[Saved data entries]
········
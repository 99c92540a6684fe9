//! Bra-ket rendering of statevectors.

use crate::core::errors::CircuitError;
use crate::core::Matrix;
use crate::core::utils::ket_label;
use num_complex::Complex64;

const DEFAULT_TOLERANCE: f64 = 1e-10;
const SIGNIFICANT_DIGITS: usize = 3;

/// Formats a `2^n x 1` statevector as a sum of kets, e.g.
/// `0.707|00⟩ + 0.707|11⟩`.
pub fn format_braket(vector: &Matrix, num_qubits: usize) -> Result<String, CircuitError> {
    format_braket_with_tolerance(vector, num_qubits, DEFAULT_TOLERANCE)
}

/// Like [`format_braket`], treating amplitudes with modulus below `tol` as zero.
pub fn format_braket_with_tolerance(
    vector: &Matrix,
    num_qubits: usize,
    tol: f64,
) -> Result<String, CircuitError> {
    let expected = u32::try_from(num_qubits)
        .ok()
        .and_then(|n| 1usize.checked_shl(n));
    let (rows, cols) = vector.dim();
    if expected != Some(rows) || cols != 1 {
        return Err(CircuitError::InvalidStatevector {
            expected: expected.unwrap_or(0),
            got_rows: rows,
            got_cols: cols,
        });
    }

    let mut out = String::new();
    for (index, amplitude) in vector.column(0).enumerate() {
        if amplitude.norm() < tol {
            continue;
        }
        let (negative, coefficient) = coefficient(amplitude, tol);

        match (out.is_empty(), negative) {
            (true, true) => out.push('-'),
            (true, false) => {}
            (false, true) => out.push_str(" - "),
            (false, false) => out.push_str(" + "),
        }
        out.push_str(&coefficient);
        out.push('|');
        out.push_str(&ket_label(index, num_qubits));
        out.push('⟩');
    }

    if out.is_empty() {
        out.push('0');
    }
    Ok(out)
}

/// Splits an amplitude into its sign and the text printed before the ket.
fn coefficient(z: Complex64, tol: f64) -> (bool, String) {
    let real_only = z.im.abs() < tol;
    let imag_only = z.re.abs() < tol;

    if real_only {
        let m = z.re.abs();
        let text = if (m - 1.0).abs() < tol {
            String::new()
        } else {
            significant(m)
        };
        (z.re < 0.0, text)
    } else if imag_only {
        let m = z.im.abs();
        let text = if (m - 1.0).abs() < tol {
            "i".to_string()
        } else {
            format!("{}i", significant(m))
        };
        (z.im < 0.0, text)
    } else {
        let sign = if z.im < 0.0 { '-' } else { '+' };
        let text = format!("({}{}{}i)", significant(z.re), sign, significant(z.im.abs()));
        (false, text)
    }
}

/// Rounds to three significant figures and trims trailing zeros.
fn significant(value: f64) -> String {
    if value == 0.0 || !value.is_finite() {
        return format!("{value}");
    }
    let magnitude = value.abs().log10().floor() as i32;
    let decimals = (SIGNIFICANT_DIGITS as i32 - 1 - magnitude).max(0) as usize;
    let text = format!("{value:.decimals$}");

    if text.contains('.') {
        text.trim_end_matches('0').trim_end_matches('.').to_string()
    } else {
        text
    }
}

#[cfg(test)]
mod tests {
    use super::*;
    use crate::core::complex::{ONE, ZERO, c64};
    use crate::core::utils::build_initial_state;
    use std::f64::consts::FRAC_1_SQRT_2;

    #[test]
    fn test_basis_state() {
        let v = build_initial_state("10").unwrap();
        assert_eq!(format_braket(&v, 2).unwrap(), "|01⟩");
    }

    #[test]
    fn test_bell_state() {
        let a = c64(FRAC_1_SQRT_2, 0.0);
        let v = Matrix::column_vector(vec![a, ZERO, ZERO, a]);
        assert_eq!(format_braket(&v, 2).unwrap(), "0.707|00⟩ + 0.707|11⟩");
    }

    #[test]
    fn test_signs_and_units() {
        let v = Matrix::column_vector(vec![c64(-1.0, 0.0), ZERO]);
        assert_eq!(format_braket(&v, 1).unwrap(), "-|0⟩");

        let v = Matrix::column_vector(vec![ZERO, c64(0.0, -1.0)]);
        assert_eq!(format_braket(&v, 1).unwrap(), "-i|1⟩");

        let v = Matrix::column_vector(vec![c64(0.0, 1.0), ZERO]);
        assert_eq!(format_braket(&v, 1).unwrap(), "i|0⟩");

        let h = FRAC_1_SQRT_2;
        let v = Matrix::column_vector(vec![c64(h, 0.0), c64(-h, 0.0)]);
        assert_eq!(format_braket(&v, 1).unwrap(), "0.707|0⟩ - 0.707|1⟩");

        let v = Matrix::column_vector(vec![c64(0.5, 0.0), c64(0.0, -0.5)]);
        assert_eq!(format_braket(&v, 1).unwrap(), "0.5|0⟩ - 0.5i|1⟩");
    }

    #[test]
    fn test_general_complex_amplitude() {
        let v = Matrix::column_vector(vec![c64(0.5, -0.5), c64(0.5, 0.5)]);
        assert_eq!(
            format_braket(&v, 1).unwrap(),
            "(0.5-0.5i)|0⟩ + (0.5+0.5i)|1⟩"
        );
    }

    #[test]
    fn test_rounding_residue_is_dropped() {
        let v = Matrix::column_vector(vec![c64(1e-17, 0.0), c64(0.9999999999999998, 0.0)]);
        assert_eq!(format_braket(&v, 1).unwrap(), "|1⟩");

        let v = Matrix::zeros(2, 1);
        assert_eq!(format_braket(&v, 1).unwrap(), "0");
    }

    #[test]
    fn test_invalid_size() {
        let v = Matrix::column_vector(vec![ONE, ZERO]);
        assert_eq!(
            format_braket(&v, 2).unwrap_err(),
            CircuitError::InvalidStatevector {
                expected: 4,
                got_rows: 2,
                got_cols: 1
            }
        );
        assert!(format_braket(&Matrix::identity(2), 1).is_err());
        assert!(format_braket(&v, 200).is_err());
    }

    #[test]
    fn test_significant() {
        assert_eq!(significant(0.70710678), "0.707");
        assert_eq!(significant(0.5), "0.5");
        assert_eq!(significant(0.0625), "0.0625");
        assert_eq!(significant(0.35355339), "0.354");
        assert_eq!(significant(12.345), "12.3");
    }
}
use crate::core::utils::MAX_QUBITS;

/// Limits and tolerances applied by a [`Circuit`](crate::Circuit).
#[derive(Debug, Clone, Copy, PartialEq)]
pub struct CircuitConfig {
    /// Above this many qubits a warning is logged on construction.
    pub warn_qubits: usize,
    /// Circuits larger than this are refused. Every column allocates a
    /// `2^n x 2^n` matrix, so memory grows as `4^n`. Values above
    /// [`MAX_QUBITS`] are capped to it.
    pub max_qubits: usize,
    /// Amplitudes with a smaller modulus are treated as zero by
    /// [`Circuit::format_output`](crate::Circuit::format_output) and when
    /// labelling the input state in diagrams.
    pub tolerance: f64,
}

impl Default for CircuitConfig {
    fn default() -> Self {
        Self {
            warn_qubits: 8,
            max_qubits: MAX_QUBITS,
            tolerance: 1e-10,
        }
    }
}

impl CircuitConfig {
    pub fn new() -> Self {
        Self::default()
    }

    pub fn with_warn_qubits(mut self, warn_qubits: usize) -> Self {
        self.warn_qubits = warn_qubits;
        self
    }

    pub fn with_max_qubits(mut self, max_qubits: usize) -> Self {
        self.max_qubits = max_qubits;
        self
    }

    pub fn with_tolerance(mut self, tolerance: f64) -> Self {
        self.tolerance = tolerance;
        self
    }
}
········
Starting at the line above that contains "let v = Matrix::zeros(2, 1);", repeat each line exactly up to and including the line that contains "use crate::core::utils::MAX_QUBITS;", and stop there.

        let v = Matrix::zeros(2, 1);
        assert_eq!(format_braket(&v, 1).unwrap(), "0");
    }

    #[test]
    fn test_invalid_size() {
        let v = Matrix::column_vector(vec![ONE, ZERO]);
        assert_eq!(
            format_braket(&v, 2).unwrap_err(),
            CircuitError::InvalidStatevector {
                expected: 4,
                got_rows: 2,
                got_cols: 1
            }
        );
        assert!(format_braket(&Matrix::identity(2), 1).is_err());
        assert!(format_braket(&v, 200).is_err());
    }

    #[test]
    fn test_significant() {
        assert_eq!(significant(0.70710678), "0.707");
        assert_eq!(significant(0.5), "0.5");
        assert_eq!(significant(0.0625), "0.0625");
        assert_eq!(significant(0.35355339), "0.354");
        assert_eq!(significant(12.345), "12.3");
    }
}
use crate::core::utils::MAX_QUBITS;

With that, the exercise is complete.